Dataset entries
----
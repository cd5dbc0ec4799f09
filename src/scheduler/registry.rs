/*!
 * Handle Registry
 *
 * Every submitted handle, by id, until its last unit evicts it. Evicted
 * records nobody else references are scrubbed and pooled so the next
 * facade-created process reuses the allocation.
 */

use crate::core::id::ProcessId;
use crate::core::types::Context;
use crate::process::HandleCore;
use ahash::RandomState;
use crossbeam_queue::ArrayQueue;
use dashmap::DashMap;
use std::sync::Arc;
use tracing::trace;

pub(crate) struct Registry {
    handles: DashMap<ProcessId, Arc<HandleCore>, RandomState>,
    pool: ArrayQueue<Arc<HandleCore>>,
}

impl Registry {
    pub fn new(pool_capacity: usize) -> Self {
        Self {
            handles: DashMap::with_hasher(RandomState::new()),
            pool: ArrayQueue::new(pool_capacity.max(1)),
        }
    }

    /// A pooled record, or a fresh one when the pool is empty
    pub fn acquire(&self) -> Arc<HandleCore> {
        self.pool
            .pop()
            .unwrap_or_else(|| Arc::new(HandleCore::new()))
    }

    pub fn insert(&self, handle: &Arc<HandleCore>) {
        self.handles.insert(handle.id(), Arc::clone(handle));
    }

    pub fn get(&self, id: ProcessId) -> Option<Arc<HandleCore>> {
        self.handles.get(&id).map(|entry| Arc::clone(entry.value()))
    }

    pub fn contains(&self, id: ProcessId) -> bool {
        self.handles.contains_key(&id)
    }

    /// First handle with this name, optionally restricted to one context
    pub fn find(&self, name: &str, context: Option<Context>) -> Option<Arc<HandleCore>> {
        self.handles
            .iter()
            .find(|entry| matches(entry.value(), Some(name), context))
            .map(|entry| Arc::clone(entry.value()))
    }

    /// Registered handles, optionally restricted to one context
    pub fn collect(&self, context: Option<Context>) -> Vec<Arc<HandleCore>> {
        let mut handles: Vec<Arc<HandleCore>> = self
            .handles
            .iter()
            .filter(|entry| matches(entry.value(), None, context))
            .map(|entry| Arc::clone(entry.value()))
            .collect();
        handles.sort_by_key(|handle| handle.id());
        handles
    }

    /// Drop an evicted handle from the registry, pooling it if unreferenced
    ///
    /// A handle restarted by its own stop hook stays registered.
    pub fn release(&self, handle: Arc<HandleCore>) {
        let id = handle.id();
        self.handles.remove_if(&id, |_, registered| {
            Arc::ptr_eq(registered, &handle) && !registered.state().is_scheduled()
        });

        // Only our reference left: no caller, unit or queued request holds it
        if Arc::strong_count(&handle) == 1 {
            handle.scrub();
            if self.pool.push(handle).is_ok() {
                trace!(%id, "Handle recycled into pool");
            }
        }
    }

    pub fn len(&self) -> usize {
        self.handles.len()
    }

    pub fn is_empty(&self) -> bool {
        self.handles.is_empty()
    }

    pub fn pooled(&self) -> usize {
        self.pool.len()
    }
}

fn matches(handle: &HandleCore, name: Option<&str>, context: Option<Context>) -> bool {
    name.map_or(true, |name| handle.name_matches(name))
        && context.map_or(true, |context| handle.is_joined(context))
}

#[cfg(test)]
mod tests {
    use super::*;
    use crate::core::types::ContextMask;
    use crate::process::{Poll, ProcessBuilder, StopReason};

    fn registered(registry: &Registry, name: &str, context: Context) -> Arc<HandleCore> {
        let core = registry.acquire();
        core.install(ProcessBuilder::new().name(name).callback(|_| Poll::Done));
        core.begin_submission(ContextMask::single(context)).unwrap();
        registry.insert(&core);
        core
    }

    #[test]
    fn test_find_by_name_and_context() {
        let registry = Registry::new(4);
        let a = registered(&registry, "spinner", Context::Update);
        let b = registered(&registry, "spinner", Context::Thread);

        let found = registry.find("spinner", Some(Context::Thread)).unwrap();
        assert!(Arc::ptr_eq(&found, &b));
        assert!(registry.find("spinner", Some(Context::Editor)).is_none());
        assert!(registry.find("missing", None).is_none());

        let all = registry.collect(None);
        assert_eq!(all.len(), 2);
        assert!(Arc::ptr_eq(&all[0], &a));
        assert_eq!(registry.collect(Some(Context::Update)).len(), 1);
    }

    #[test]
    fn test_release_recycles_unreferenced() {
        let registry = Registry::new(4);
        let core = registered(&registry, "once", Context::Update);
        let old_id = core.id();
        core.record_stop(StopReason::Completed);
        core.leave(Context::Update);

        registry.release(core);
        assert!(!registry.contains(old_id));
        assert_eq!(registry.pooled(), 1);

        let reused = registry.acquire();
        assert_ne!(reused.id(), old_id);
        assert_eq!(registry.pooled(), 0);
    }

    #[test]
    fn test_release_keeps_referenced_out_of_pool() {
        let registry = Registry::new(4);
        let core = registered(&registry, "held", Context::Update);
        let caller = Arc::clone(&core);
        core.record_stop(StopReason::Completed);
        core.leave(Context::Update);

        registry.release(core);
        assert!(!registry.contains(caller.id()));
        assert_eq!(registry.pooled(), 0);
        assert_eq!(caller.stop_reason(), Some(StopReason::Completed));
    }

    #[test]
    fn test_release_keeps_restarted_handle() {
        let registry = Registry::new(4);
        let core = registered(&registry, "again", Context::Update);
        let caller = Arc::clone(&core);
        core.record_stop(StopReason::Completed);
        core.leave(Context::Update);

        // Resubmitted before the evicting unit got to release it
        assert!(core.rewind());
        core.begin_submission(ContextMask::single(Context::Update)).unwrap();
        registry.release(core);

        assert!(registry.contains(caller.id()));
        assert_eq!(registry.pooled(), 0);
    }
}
----
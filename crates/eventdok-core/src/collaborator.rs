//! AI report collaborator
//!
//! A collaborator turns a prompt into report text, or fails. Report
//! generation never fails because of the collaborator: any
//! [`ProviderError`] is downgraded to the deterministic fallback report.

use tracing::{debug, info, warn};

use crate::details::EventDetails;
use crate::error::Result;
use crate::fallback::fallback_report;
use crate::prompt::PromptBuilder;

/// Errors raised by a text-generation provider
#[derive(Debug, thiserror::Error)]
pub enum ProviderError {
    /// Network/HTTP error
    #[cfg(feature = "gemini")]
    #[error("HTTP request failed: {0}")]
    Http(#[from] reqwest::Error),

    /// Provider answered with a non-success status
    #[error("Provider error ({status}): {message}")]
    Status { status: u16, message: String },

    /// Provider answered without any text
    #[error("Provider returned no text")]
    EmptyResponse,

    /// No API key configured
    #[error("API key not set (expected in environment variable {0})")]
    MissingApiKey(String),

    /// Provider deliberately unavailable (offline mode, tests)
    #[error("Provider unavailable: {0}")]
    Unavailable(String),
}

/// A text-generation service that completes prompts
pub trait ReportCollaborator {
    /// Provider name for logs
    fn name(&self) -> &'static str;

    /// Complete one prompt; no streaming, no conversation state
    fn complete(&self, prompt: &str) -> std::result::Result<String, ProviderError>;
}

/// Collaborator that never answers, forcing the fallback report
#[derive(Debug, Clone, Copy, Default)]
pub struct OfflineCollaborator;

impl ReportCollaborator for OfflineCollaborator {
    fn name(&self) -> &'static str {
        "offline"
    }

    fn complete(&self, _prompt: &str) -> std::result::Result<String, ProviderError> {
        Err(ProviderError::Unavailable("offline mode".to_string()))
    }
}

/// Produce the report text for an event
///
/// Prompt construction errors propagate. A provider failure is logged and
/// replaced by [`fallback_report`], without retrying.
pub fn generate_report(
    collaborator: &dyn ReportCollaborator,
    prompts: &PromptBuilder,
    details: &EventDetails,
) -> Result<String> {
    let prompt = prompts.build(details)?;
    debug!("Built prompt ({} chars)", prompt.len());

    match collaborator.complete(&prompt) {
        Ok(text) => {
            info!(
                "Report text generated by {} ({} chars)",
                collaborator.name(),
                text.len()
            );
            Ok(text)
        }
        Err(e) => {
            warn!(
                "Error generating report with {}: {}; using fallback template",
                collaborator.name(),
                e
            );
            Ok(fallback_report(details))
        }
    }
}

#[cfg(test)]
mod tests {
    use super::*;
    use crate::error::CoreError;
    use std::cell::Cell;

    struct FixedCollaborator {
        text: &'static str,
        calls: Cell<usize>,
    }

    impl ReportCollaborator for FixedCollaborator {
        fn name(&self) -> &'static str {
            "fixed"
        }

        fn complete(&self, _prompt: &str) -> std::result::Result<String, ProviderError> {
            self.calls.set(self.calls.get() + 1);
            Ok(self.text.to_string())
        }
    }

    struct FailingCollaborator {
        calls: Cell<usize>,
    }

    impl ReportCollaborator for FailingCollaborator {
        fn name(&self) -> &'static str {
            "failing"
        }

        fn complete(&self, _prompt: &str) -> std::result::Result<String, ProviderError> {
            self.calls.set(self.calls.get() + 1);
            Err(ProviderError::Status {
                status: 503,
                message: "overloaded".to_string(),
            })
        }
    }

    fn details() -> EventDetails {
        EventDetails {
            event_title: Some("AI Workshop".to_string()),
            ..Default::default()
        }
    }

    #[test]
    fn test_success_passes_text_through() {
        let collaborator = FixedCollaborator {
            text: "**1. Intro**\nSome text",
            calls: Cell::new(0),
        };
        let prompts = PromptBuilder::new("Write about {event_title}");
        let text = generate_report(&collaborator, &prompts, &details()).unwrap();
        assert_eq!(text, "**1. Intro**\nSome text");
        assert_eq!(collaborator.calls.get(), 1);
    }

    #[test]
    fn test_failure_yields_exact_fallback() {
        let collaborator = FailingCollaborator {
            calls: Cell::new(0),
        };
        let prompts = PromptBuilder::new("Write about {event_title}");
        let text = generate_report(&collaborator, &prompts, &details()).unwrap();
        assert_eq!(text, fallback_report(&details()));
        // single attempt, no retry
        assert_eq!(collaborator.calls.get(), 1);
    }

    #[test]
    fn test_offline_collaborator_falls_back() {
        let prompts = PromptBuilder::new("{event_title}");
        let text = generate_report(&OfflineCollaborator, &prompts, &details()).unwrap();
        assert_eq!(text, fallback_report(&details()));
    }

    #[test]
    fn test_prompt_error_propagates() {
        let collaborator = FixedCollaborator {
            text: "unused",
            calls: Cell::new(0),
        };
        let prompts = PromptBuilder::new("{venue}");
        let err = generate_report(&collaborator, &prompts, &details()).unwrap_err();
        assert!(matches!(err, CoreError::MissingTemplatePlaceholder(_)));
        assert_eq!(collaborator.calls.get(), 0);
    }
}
----
● **About this task**
Identify the lines in the entries above that contain "Intro", then copy them out.

● **Worked solution**
            text: "**1. Intro**\nSome text",
        assert_eq!(text, "**1. Intro**\nSome text");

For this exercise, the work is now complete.